The tape recordings, made in secret by a former butler beginning in May 2009, have drawn politicians, including French President Nicolas Sarkozy and Labour Minister Eric Woerth, into the family dispute and raised questions about whether tax authorities ignored reports Bettencourt had €78 million hidden in Swiss accounts. Woerth’s wife worked for a firm managing Bettencourt’s estate.
“This is unheard of,” said Laurent Dubois, a professor at Paris’s Institute of Political Studies. “This is the first and only time, all in the public sphere,” to have such a blend of business, family and political dramas.
The trial is the culmination of a private prosecution by Bettencourt’s only child, Francoise Berrencourt-Meyers, against photographer and author Francois-Marie Banier. She says Banier manipulated her mother’s infirmity for art, real estate, cash and insurance policies. The trial over those claims will provide a glimpse into one of Europe’s most prominent families. Bettencourt is estimated to be worth €17 billion and is ranked 17 on Forbes magazine’s list of the richest people in the world.
“The goal is to show that everything Mr Banier was given was a result of pressure and Madame Bettencourt’s frailty,” Olivier Metzner, a lawyer for Meyers, said before the trial opened. “Madame Bettencourt is under the total influence of her advisers and Mr Banier.”
The lawyer said he will ask to have the tapes played during the trial, allowing Bettencourt to be heard directly rather than have her mental capacity and independence assessed through comments by friends and employees. Bettencourt won’t testify and refused to submit to medical exams by doctors selected by the court and prosecutor.
At a hearing yesterday, Banier’s lawyer Herve Temime asked for a postponement to give him time to review the tapes. Metzner improperly sent “these explosive documents to the press before sending them to” other parties in the case, Temime said, adding the whole affair was “nauseating”.
Presiding judge Isabelle Prevost-Desprez yesterday afternoon postponed the trial. She told the court in Nanterre, west of Paris, that the trial was postponed so she could carry out a “complementary investigation” into the new evidence.
The court did not set a date for the resumption of the trial.
The daughter of Europe’s wealthiest woman wants the gifts returned to donate them to charity, not for herself, Metzner said. Bettencourt disputed the total value of the gifts given to Banier, saying they are closer in value to €450m, “very far from one billion,” according to a spokeswoman who declined to be identified.
Banier, 63, is a photographer, author and painter. He first met Bettencourt and her late husband in 1969, and befriended the heiress after photographing her for a 1987 profile in French society magazine, Egoiste. He has denied Meyers’ allegations, calling it “a very sad affair,” according to an interview in French newspaper Le Monde in December.

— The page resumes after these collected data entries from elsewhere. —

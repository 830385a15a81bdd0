use std::sync::Arc;

use indexmap::IndexMap;
use parking_lot::RwLock;

use super::Value;
use crate::symbols::TableId;

#[derive(Debug)]
struct PackageData {
    name: String,
    items: IndexMap<String, Value>,
    /// The package's own symbol table (`__symbols`), holding package globals.
    symbols: Option<TableId>,
}

/// A named collection of exported values.
#[derive(Debug, Clone)]
pub struct Package(Arc<RwLock<PackageData>>);

impl Package {
    #[must_use]
    pub fn new(name: &str) -> Self {
        Self(Arc::new(RwLock::new(PackageData {
            name: name.to_owned(),
            items: IndexMap::new(),
            symbols: None,
        })))
    }

    #[must_use]
    pub fn name(&self) -> String {
        self.0.read().name.clone()
    }

    #[must_use]
    pub fn get(&self, name: &str) -> Option<Value> {
        self.0.read().items.get(name).cloned()
    }

    pub fn set(&self, name: &str, value: Value) {
        self.0.write().items.insert(name.to_owned(), value);
    }

    /// Exported item names in insertion order.
    #[must_use]
    pub fn keys(&self) -> Vec<String> {
        self.0.read().items.keys().cloned().collect()
    }

    #[must_use]
    pub fn symbols(&self) -> Option<TableId> {
        self.0.read().symbols
    }

    pub fn set_symbols(&self, table: TableId) {
        self.0.write().symbols = Some(table);
    }

    #[must_use]
    pub fn ptr_eq(&self, other: &Self) -> bool {
        Arc::ptr_eq(&self.0, &other.0)
    }
}
//! VM execution tracing infrastructure.
//!
//! The [`VmTracer`] trait defines hook points at key execution events
//! (instruction dispatch, calls, returns, caught errors). Concrete
//! implementations collect different kinds of data:
//!
//! | Tracer | Purpose |
//! |--------|---------|
//! | [`NoopTracer`] | No-op (default) |
//! | [`LogTracer`] | Execution log through the `Trace` log category |
//! | [`ProfilingTracer`] | Opcode frequency counters and call depth tracking |
//! | [`RecordingTracer`] | Full event recording for tests and post-mortem |
//!
//! A context holds its tracer as a boxed trait object, so a tracer can be
//! swapped in with `Context::set_tracer` without changing the context type.

use ahash::AHashMap;

use crate::{bytecode::Opcode, errors::ErrorKind, log::LogCategory, log_debug};

/// Trace event recorded by [`RecordingTracer`].
#[derive(Debug, Clone, PartialEq, Eq)]
pub enum TraceEvent {
    /// An opcode was dispatched at the given address.
    Instruction {
        pc: usize,
        opcode: Opcode,
        /// Operand stack depth at dispatch.
        stack_depth: usize,
    },
    /// A call pushed a new frame.
    Call { name: String, depth: usize },
    /// A return popped a frame.
    Return { depth: usize },
    /// A try record caught an error.
    Catch { kind: ErrorKind, depth: usize },
}

/// Trait for VM execution tracing.
///
/// All methods have default no-op implementations, so implementations only
/// override the hooks they care about.
pub trait VmTracer: std::fmt::Debug + Send {
    /// Called before each opcode dispatch in the main execution loop.
    ///
    /// This is the hottest hook; implementations should be as lightweight as possible.
    ///
    /// # Arguments
    /// * `pc` - Address of the instruction
    /// * `opcode` - The opcode about to be executed
    /// * `stack_depth` - Number of values on the operand stack
    /// * `frame_depth` - Number of call frames active
    #[inline(always)]
    fn on_instruction(&mut self, _pc: usize, _opcode: Opcode, _stack_depth: usize, _frame_depth: usize) {}

    /// Called when a call frame is pushed.
    #[inline(always)]
    fn on_call(&mut self, _name: &str, _depth: usize) {}

    /// Called when a call frame is popped.
    #[inline(always)]
    fn on_return(&mut self, _depth: usize) {}

    /// Called when a try record catches an error.
    #[inline(always)]
    fn on_catch(&mut self, _kind: ErrorKind, _depth: usize) {}
}

/// A tracer that does nothing.
#[derive(Debug, Clone, Copy, Default)]
pub struct NoopTracer;

impl VmTracer for NoopTracer {}

/// Tracer that writes an execution log through the `Trace` log category.
///
/// Output format:
/// ```text
/// (3) [    0] Push           stack=0  frames=0
///   >>> CALL foo              depth=1
///   <<< RETURN                depth=0
/// ```
#[derive(Debug, Default)]
pub struct LogTracer {
    thread_id: u32,
    limit: Option<usize>,
    count: usize,
}

impl LogTracer {
    #[must_use]
    pub fn new(thread_id: u32) -> Self {
        Self {
            thread_id,
            limit: None,
            count: 0,
        }
    }

    /// A tracer that goes quiet after `limit` instructions.
    #[must_use]
    pub fn with_limit(thread_id: u32, limit: usize) -> Self {
        Self {
            thread_id,
            limit: Some(limit),
            count: 0,
        }
    }

    fn stopped(&self) -> bool {
        self.limit.is_some_and(|limit| self.count >= limit)
    }
}

impl VmTracer for LogTracer {
    fn on_instruction(&mut self, pc: usize, opcode: Opcode, stack_depth: usize, frame_depth: usize) {
        if self.stopped() {
            return;
        }
        let name: &'static str = opcode.into();
        log_debug!(
            LogCategory::Trace,
            "({}) [{pc:>5}] {name:<14} stack={stack_depth}  frames={frame_depth}",
            self.thread_id
        );
        self.count += 1;
    }

    fn on_call(&mut self, name: &str, depth: usize) {
        if !self.stopped() {
            log_debug!(LogCategory::Trace, "({})   >>> CALL {name:<20} depth={depth}", self.thread_id);
        }
    }

    fn on_return(&mut self, depth: usize) {
        if !self.stopped() {
            log_debug!(LogCategory::Trace, "({})   <<< RETURN              depth={depth}", self.thread_id);
        }
    }

    fn on_catch(&mut self, kind: ErrorKind, depth: usize) {
        log_debug!(LogCategory::Trace, "({})   !!! CATCH {kind} depth={depth}", self.thread_id);
    }
}

/// Tracer that collects execution statistics.
#[derive(Debug, Default)]
pub struct ProfilingTracer {
    opcode_counts: AHashMap<Opcode, u64>,
    total_instructions: u64,
    max_depth: usize,
    total_calls: u64,
    total_catches: u64,
}

/// Summary report from a profiling trace.
#[derive(Debug)]
pub struct ProfilingReport {
    /// Per-opcode execution counts, sorted by frequency (highest first).
    pub opcode_counts: Vec<(Opcode, u64)>,
    pub total_instructions: u64,
    /// Maximum call depth observed.
    pub max_depth: usize,
    pub total_calls: u64,
    pub total_catches: u64,
}

impl ProfilingTracer {
    #[must_use]
    pub fn new() -> Self {
        Self::default()
    }

    /// Generates a profiling report from the collected data.
    #[must_use]
    pub fn report(&self) -> ProfilingReport {
        let mut opcode_counts: Vec<_> = self.opcode_counts.iter().map(|(&k, &v)| (k, v)).collect();
        opcode_counts.sort_by(|a, b| b.1.cmp(&a.1).then(a.0.cmp(&b.0)));
        ProfilingReport {
            opcode_counts,
            total_instructions: self.total_instructions,
            max_depth: self.max_depth,
            total_calls: self.total_calls,
            total_catches: self.total_catches,
        }
    }
}

impl VmTracer for ProfilingTracer {
    #[inline]
    fn on_instruction(&mut self, _pc: usize, opcode: Opcode, _stack_depth: usize, _frame_depth: usize) {
        *self.opcode_counts.entry(opcode).or_insert(0) += 1;
        self.total_instructions += 1;
    }

    fn on_call(&mut self, _name: &str, depth: usize) {
        self.total_calls += 1;
        self.max_depth = self.max_depth.max(depth);
    }

    fn on_catch(&mut self, _kind: ErrorKind, _depth: usize) {
        self.total_catches += 1;
    }
}

/// Tracer that records every event.
///
/// The recording is shared, so a test can keep a handle to it after the
/// tracer has been moved into a context.
#[derive(Debug, Default, Clone)]
pub struct RecordingTracer {
    events: std::sync::Arc<parking_lot::Mutex<Vec<TraceEvent>>>,
}

impl RecordingTracer {
    #[must_use]
    pub fn new() -> Self {
        Self::default()
    }

    /// A snapshot of the events recorded so far.
    #[must_use]
    pub fn events(&self) -> Vec<TraceEvent> {
        self.events.lock().clone()
    }
}

impl VmTracer for RecordingTracer {
    fn on_instruction(&mut self, pc: usize, opcode: Opcode, stack_depth: usize, _frame_depth: usize) {
        self.events.lock().push(TraceEvent::Instruction {
            pc,
            opcode,
            stack_depth,
        });
    }

    fn on_call(&mut self, name: &str, depth: usize) {
        self.events.lock().push(TraceEvent::Call {
            name: name.to_owned(),
            depth,
        });
    }

    fn on_return(&mut self, depth: usize) {
        self.events.lock().push(TraceEvent::Return { depth });
    }

    fn on_catch(&mut self, kind: ErrorKind, depth: usize) {
        self.events.lock().push(TraceEvent::Catch { kind, depth });
    }
}
//! Functions of the preloaded `sort` and `strings` packages.

use super::NativeCall;
use crate::{
    errors::{EgoError, ErrorKind, RunResult},
    value::{Array, NativeFunction, Value},
};

pub(crate) fn sort_functions() -> Vec<NativeFunction> {
    vec![
        NativeFunction::new("Slice", sort_slice, 2, Some(2)),
        NativeFunction::new("Ints", sort_ints, 1, Some(1)),
        NativeFunction::new("Strings", sort_strings, 1, Some(1)),
    ]
}

pub(crate) fn strings_functions() -> Vec<NativeFunction> {
    vec![
        NativeFunction::new("ToUpper", to_upper, 1, Some(1)),
        NativeFunction::new("ToLower", to_lower, 1, Some(1)),
        NativeFunction::new("Join", join, 2, Some(2)),
    ]
}

fn array_arg(value: &Value) -> RunResult<&Array> {
    match value.unwrapped() {
        Value::Array(a) => Ok(a),
        v => Err(EgoError::new(ErrorKind::ArgumentType).context(v.kind())),
    }
}

fn string_arg(value: &Value) -> RunResult<&str> {
    value
        .as_str()
        .ok_or_else(|| EgoError::new(ErrorKind::ArgumentType).context(value.kind()))
}

/// `sort.Slice(array, less)` sorts the array in place.
///
/// `less(i, j)` receives element indexes into the array as it is being
/// sorted, so the comparator reads the live elements. An insertion sort keeps
/// the array consistent between comparator calls.
fn sort_slice(call: &NativeCall<'_>, args: &[Value]) -> RunResult<Value> {
    let array = array_arg(&args[0])?;
    let less = &args[1];
    for i in 1..array.len() {
        let mut j = i;
        while j > 0 {
            let ordered = call.invoke(less, vec![Value::from(j), Value::from(j - 1)])?;
            if !ordered.truthy() {
                break;
            }
            let (a, b) = (array.get(j)?, array.get(j - 1)?);
            array.set(j, b)?;
            array.set(j - 1, a)?;
            j -= 1;
        }
    }
    Ok(Value::Null)
}

fn sort_ints(_call: &NativeCall<'_>, args: &[Value]) -> RunResult<Value> {
    let array = array_arg(&args[0])?;
    let mut keyed = array
        .values()
        .into_iter()
        .map(|v| Ok((v.as_int()?, v)))
        .collect::<RunResult<Vec<(i64, Value)>>>()?;
    keyed.sort_by_key(|(k, _)| *k);
    array.replace_values(keyed.into_iter().map(|(_, v)| v).collect())?;
    Ok(Value::Null)
}

fn sort_strings(_call: &NativeCall<'_>, args: &[Value]) -> RunResult<Value> {
    let array = array_arg(&args[0])?;
    array.sort_by(|a, b| match (a.as_str(), b.as_str()) {
        (Some(x), Some(y)) => x.cmp(y),
        _ => a.to_string().cmp(&b.to_string()),
    })?;
    Ok(Value::Null)
}

fn to_upper(_call: &NativeCall<'_>, args: &[Value]) -> RunResult<Value> {
    Ok(Value::String(string_arg(&args[0])?.to_uppercase()))
}

fn to_lower(_call: &NativeCall<'_>, args: &[Value]) -> RunResult<Value> {
    Ok(Value::String(string_arg(&args[0])?.to_lowercase()))
}

fn join(_call: &NativeCall<'_>, args: &[Value]) -> RunResult<Value> {
    let parts: Vec<String> = array_arg(&args[0])?.values().iter().map(ToString::to_string).collect();
    Ok(Value::String(parts.join(string_arg(&args[1])?)))
}
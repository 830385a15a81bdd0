//! Symbol tables.
//!
//! Every table of a program lives in one [`SymbolArena`] and is addressed by
//! a [`TableId`]. Parent links are ids, so the chain can be walked, cloned or
//! torn down without reference cycles, and a removed table is detected rather
//! than dereferenced.
//!
//! # Name resolution
//!
//! A read walks from a table up through its parents. The walk stops at the
//! first table that is a boundary and not shared, then makes one final lookup
//! of the root table, where globals and preloaded packages live. A write
//! updates the nearest visible definition, or creates the name locally.

mod arena;
mod table;

pub use arena::{ROOT_TABLE, SymbolArena, TableId};
pub use table::{SYMBOL_ALLOCATION_SIZE, SymbolTable};
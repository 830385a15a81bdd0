//! End to end programs exercising the VM through the public API.

use std::sync::Arc;

use ego::{ByteCode, Channel, Context, ErrorKind, Opcode, ROOT_TABLE, SymbolArena, Type, Value};
use pretty_assertions::assert_eq;

fn run(code: ByteCode) -> (Context, ego::RunResult<()>) {
    let mut ctx = Context::new(SymbolArena::new(), ROOT_TABLE, code);
    let result = ctx.run();
    (ctx, result)
}

#[test]
fn integer_addition() {
    let mut code = ByteCode::new("add");
    code.emit_with(Opcode::Push, 2);
    code.emit_with(Opcode::Push, 3);
    code.emit(Opcode::Add);
    code.emit(Opcode::Stop);
    let (ctx, result) = run(code);
    result.unwrap();
    assert_eq!(ctx.stack(), &[Value::Int(5)]);
}

#[test]
fn division_by_zero() {
    let mut code = ByteCode::new("div");
    code.emit_with(Opcode::Push, 4);
    code.emit_with(Opcode::Push, 0);
    code.emit(Opcode::Div);
    code.emit(Opcode::Stop);
    let (ctx, result) = run(code);
    assert_eq!(result.unwrap_err().kind(), ErrorKind::DivisionByZero);
    assert!(!ctx.is_running());
}

#[test]
fn string_concatenation() {
    let mut code = ByteCode::new("concat");
    code.emit_with(Opcode::Push, "ab");
    code.emit_with(Opcode::Push, "cd");
    code.emit(Opcode::Add);
    code.emit(Opcode::Stop);
    let (ctx, result) = run(code);
    result.unwrap();
    assert_eq!(ctx.stack(), &[Value::from("abcd")]);
}

#[test]
fn child_scope_is_gone_after_pop_scope() {
    let mut code = ByteCode::new("scope");
    code.emit(Opcode::PushScope);
    code.emit_with(Opcode::Push, 1);
    code.emit_with(Opcode::StoreAlways, "x");
    code.emit_with(Opcode::Load, "x");
    code.emit(Opcode::PopScope);
    code.emit_with(Opcode::Load, "x");
    let (ctx, result) = run(code);
    assert_eq!(result.unwrap_err().kind(), ErrorKind::UnknownSymbol);
    assert_eq!(ctx.stack(), &[Value::Int(1)]);
}

#[test]
fn caught_division_by_zero_binds_error() {
    // Try T; WillCatch DivisionByZero; Push 1; Push 0; Div; Branch E; T: Load _error; E: TryPop; Stop
    let mut code = ByteCode::new("try");
    let try_at = code.mark();
    code.emit_with(Opcode::Try, 0);
    code.emit_with(Opcode::WillCatch, ErrorKind::DivisionByZero);
    code.emit_with(Opcode::Push, 1);
    code.emit_with(Opcode::Push, 0);
    code.emit(Opcode::Div);
    let branch_at = code.mark();
    code.emit_with(Opcode::Branch, 0);
    code.set_address_here(try_at).unwrap();
    code.emit_with(Opcode::Load, ego::ERROR_VAR);
    code.set_address_here(branch_at).unwrap();
    code.emit(Opcode::TryPop);
    code.emit(Opcode::Stop);

    let (ctx, result) = run(code);
    result.unwrap();
    let [Value::Error(err)] = ctx.stack() else {
        panic!("expected the caught error, got {:?}", ctx.stack());
    };
    assert_eq!(err.kind(), ErrorKind::DivisionByZero);
}

/// `func(ch, from, to) { for v := from; v < to; v++ { ch <- v } }`
fn sender() -> ByteCode {
    let mut code = ByteCode::new("sender");
    for (i, name) in ["ch", "v", "end"].into_iter().enumerate() {
        code.emit_with(Opcode::Load, ego::ARGS_VAR);
        code.emit_with(Opcode::Push, i);
        code.emit(Opcode::LoadIndex);
        code.emit_with(Opcode::StoreAlways, name);
    }
    let top = code.mark();
    code.emit_with(Opcode::Load, "v");
    code.emit_with(Opcode::Load, "end");
    code.emit(Opcode::LessThan);
    let exit = code.mark();
    code.emit_with(Opcode::BranchFalse, 0);
    code.emit_with(Opcode::Load, "v");
    code.emit_with(Opcode::StoreChan, "ch");
    code.emit_with(Opcode::Load, "v");
    code.emit_with(Opcode::Push, 1);
    code.emit(Opcode::Add);
    code.emit_with(Opcode::StoreAlways, "v");
    code.emit_with(Opcode::Branch, top);
    code.set_address_here(exit).unwrap();
    code.emit(Opcode::Return);
    code
}

/// `func(ch, out, total) { for i := 0; i < total; i++ { out[i] = <-ch }; ch.Close() }`
fn receiver() -> ByteCode {
    let mut code = ByteCode::new("receiver");
    for (i, name) in ["ch", "out", "total"].into_iter().enumerate() {
        code.emit_with(Opcode::Load, ego::ARGS_VAR);
        code.emit_with(Opcode::Push, i);
        code.emit(Opcode::LoadIndex);
        code.emit_with(Opcode::StoreAlways, name);
    }
    code.emit_with(Opcode::Push, 0);
    code.emit_with(Opcode::StoreAlways, "i");
    let top = code.mark();
    code.emit_with(Opcode::Load, "i");
    code.emit_with(Opcode::Load, "total");
    code.emit(Opcode::LessThan);
    let exit = code.mark();
    code.emit_with(Opcode::BranchFalse, 0);
    code.emit_with(Opcode::Load, "ch");
    code.emit_with(Opcode::StoreChan, "x");
    code.emit_with(Opcode::Load, "x");
    code.emit_with(Opcode::Load, "out");
    code.emit_with(Opcode::Load, "i");
    code.emit(Opcode::StoreIndex);
    code.emit(Opcode::Drop);
    code.emit_with(Opcode::Load, "i");
    code.emit_with(Opcode::Push, 1);
    code.emit(Opcode::Add);
    code.emit_with(Opcode::StoreAlways, "i");
    code.emit_with(Opcode::Branch, top);
    code.set_address_here(exit).unwrap();
    code.emit_with(Opcode::Load, "ch");
    code.emit_with(Opcode::Member, "Close");
    code.emit_with(Opcode::Call, 0);
    code.emit(Opcode::Drop);
    code.emit(Opcode::Return);
    code
}

#[test]
fn two_senders_one_receiver() {
    const N: i64 = 25;
    let arena = SymbolArena::new();
    let channel = Channel::new(4);
    let out = ego::Array::filled(Type::interface(), 2 * N as usize, &Value::Null);
    arena.set_always(ROOT_TABLE, "ch", Value::Channel(channel.clone())).unwrap();
    arena.set_always(ROOT_TABLE, "out", Value::Array(out.clone())).unwrap();

    let mut code = ByteCode::new("main");
    for (from, to) in [(0, N), (1000, 1000 + N)] {
        code.emit_with(Opcode::Push, sender());
        code.emit_with(Opcode::Load, "ch");
        code.emit_with(Opcode::Push, from);
        code.emit_with(Opcode::Push, to);
        code.emit_with(Opcode::Go, 3);
    }
    code.emit_with(Opcode::Push, receiver());
    code.emit_with(Opcode::Load, "ch");
    code.emit_with(Opcode::Load, "out");
    code.emit_with(Opcode::Push, 2 * N);
    code.emit_with(Opcode::Go, 3);
    code.emit(Opcode::Wait);

    let mut ctx = Context::new(Arc::clone(&arena), ROOT_TABLE, code);
    ctx.run().unwrap();

    let mut received: Vec<i64> = out.values().iter().map(|v| v.as_int().unwrap()).collect();
    received.sort_unstable();
    let mut expected: Vec<i64> = (0..N).chain(1000..1000 + N).collect();
    expected.sort_unstable();
    assert_eq!(received, expected);
    assert!(!channel.is_open());
    assert!(channel.is_empty());
}
//! Try/catch: try records, catch sets and error resolution.

use std::sync::atomic::Ordering;

use smallvec::SmallVec;

use super::{Context, ERROR_VAR};
use crate::{
    errors::{EgoError, ErrorKind, RunResult},
    log::{self, LogCategory},
    symbols::TableId,
    value::Value,
};

/// `WillCatch 0` clears the catch list so every error is caught.
pub const ALL_ERRORS_CATCH_SET: usize = 0;

/// `WillCatch 1` adds the errors an optional expression (`?expr`) may ignore.
pub const OPTIONAL_CATCH_SET: usize = 1;

const OPTIONAL_CATCHES: [ErrorKind; 5] = [
    ErrorKind::UnknownMember,
    ErrorKind::InvalidType,
    ErrorKind::NilPointerReference,
    ErrorKind::DivisionByZero,
    ErrorKind::ArrayIndex,
];

/// An active `Try` block.
#[derive(Debug, Clone)]
pub(super) struct TryInfo {
    /// Handler address; `None` once the record has caught an error.
    pub(super) addr: Option<usize>,
    /// Errors this record catches; empty means all.
    pub(super) catches: SmallVec<[EgoError; 4]>,
    pub(super) fp: usize,
    pub(super) stack_len: usize,
    pub(super) symbols: TableId,
    pub(super) range_depth: usize,
}

impl TryInfo {
    fn catches(&self, err: &EgoError) -> bool {
        self.addr.is_some() && (self.catches.is_empty() || self.catches.iter().any(|c| c.matches(err)))
    }
}

impl Context {
    pub(super) fn op_try(&mut self, operand: &Value) -> RunResult<()> {
        let addr = self.branch_target(operand)?;
        self.try_stack.push(TryInfo {
            addr: Some(addr),
            catches: SmallVec::new(),
            fp: self.fp,
            stack_len: self.stack.len(),
            symbols: self.symbols,
            range_depth: self.range_stack.len(),
        });
        Ok(())
    }

    /// Narrows the innermost try record to a catch set or a specific error.
    pub(super) fn op_will_catch(&mut self, operand: &Value) -> RunResult<()> {
        let Some(record) = self.try_stack.last_mut() else {
            return Err(ErrorKind::TryCatchMismatch.into());
        };
        match operand.unwrapped() {
            Value::Error(e) => record.catches.push((**e).clone()),
            Value::String(message) => record.catches.push(EgoError::user(message.clone())),
            Value::Byte(_) | Value::Int32(_) | Value::Int(_) | Value::Int64(_) => match operand.as_index()? {
                ALL_ERRORS_CATCH_SET => record.catches.clear(),
                OPTIONAL_CATCH_SET => record
                    .catches
                    .extend(OPTIONAL_CATCHES.iter().map(|&kind| EgoError::new(kind))),
                other => return Err(EgoError::new(ErrorKind::InvalidCatchSet).context(other)),
            },
            v => return Err(EgoError::new(ErrorKind::InvalidType).context(v.kind())),
        }
        Ok(())
    }

    pub(super) fn op_try_pop(&mut self, _operand: &Value) -> RunResult<()> {
        if self.try_stack.pop().is_none() {
            return Err(ErrorKind::TryCatchMismatch.into());
        }
        self.arena.delete(self.symbols, ERROR_VAR, true)
    }

    /// Routes an error raised by an instruction.
    ///
    /// Signals pass through untouched. Otherwise the innermost try record
    /// that accepts the error gets control: frames, scopes and stack values
    /// above the record are discarded and `_error` is bound at the handler.
    /// An error nobody catches unwinds every frame and ends the run.
    pub(super) fn handle_error(&mut self, err: EgoError) -> RunResult<()> {
        if err.is_signal() {
            return Err(err);
        }
        let err = err.at(self.bytecode.name(), self.line);
        let catchable = !(err.is(ErrorKind::Panic) && self.runtime_panics);
        if catchable && let Some(index) = self.try_stack.iter().rposition(|t| t.catches(&err)) {
            return self.catch_at(index, err);
        }
        if self.full_stack_trace {
            log::emit(LogCategory::App, &format!("{err}\n{}", self.format_frames(None)));
        }
        while self.fp > 0 {
            if self.unwind_frame().is_err() {
                break;
            }
        }
        self.running.store(false, Ordering::Relaxed);
        Err(err)
    }

    fn catch_at(&mut self, index: usize, err: EgoError) -> RunResult<()> {
        let record = self.try_stack[index].clone();
        while self.fp > record.fp {
            self.unwind_frame()?;
        }
        self.try_stack.truncate(index + 1);
        self.drop_scopes_to(record.symbols);
        self.stack.truncate(record.stack_len);
        self.release_ranges(record.range_depth);
        if let Some(addr) = record.addr {
            self.pc = addr;
        }
        self.try_stack[index].addr = None;
        self.tracer.on_catch(err.kind(), self.frame_depth);
        self.arena.set_always(self.symbols, ERROR_VAR, Value::error(err))
    }
}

Prosecutors are investigating Bettencourt’s claims the tapes are an invasion of privacy and tax agents are looking into her filings. Bettencourt said in a June 21 email she would report all the family’s assets in foreign jurisdictions and has paid €400m in French taxes over the last decade.
The tapes “change everything”, Metzner said.
In excerpts from the tapes, made available on French website Mediapart, Bettencourt is heard asking an adviser why she should make donations to Sarkozy and Woerth, whose wife Florence advised the heiress on finances. Woerth, the budget minister at the time, had initiated a clemency programme to allow tax dodgers to report wealth hidden in foreign shelters.
Woerth’s wife has since left her advisory job. Woerth has said neither he nor his wife did anything improper and insists he had no say in decisions related to individual tax probes.
Current Budget Minister Francois Baroin has said his agents are reviewing Bettencourt’s filings and assets.
The tapes show “everyone asked her for money”, Dubois, the politics professor said, adding the recordings indicate “a fragile woman”.
According to the 2009 annual report, the Bettencourt family holds a 31% stake in L’Oreal. Meyers and her husband are directors of the world’s largest cosmetics maker, as is Bettencourt. The company isn’t involved in the case.
Banier could face as much as three years in prison and a fine of €375,000 if found guilty. Any recommendation for criminal punishment would come from the prosecutor’s office, Metzner said. Prosecutor Marie-Christine Daubigney has fought Meyers’ right to pursue a private prosecution.